### Input data

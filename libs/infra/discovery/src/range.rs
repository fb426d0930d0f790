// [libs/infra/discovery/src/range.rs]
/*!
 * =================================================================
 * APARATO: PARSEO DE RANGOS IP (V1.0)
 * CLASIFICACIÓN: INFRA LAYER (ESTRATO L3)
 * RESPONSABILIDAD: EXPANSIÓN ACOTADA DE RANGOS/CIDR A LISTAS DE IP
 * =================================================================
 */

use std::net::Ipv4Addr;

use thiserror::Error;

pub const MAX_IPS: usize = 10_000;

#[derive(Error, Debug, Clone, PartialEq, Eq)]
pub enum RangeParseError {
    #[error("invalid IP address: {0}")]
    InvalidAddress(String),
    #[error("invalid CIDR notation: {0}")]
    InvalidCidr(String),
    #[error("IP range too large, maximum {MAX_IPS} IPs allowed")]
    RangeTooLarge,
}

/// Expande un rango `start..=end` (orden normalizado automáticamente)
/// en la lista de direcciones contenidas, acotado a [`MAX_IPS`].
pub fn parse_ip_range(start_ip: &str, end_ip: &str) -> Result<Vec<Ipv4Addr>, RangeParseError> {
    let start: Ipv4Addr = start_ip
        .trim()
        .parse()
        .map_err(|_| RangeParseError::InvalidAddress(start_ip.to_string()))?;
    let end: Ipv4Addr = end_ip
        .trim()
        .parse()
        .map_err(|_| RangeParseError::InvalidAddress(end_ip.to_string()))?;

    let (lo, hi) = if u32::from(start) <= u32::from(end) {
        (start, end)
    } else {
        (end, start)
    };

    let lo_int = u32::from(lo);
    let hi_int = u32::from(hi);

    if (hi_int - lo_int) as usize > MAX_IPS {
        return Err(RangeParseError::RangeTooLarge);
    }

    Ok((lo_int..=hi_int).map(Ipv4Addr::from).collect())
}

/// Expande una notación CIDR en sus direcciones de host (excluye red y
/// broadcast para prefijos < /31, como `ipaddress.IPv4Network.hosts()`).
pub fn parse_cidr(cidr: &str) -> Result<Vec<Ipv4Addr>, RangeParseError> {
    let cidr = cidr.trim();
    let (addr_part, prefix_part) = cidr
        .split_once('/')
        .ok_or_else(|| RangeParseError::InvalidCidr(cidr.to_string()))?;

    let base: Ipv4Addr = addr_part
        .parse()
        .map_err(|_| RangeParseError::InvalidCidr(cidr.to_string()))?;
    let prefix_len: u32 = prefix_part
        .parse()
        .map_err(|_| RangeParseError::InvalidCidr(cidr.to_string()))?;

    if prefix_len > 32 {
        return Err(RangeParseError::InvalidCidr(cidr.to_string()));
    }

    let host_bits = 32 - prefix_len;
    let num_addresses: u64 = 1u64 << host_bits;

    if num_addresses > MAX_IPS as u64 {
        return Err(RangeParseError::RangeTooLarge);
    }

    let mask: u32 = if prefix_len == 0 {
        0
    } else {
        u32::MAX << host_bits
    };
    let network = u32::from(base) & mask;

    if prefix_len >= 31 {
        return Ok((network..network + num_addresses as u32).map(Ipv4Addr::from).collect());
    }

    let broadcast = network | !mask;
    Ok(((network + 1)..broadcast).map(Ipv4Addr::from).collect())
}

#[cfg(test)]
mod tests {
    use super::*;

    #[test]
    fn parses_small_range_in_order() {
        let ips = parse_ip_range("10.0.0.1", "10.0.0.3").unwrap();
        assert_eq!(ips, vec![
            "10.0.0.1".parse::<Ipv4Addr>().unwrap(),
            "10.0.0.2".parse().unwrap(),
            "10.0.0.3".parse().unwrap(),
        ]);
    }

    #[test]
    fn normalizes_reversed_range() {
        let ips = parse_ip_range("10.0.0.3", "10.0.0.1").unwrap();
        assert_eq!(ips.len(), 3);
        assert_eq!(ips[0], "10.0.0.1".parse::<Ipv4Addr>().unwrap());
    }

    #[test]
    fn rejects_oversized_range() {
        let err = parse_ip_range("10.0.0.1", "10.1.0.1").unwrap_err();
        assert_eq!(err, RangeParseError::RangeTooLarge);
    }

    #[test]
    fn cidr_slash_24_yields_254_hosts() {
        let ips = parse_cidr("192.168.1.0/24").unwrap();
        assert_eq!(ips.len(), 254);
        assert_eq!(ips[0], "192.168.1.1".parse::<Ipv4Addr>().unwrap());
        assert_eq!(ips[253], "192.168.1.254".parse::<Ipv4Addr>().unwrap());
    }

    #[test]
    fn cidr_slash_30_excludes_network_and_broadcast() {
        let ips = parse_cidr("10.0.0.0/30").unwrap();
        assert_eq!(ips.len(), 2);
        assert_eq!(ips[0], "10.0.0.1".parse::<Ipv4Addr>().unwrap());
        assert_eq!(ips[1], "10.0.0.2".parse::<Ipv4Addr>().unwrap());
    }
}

### Instructions to follow
Would you please copy every line in the data that contains the word "return"?

### Answer to this exercise
        return Err(RangeParseError::RangeTooLarge);
        return Err(RangeParseError::InvalidCidr(cidr.to_string()));
        return Err(RangeParseError::RangeTooLarge);
        return Ok((network..network + num_addresses as u32).map(Ipv4Addr::from).collect());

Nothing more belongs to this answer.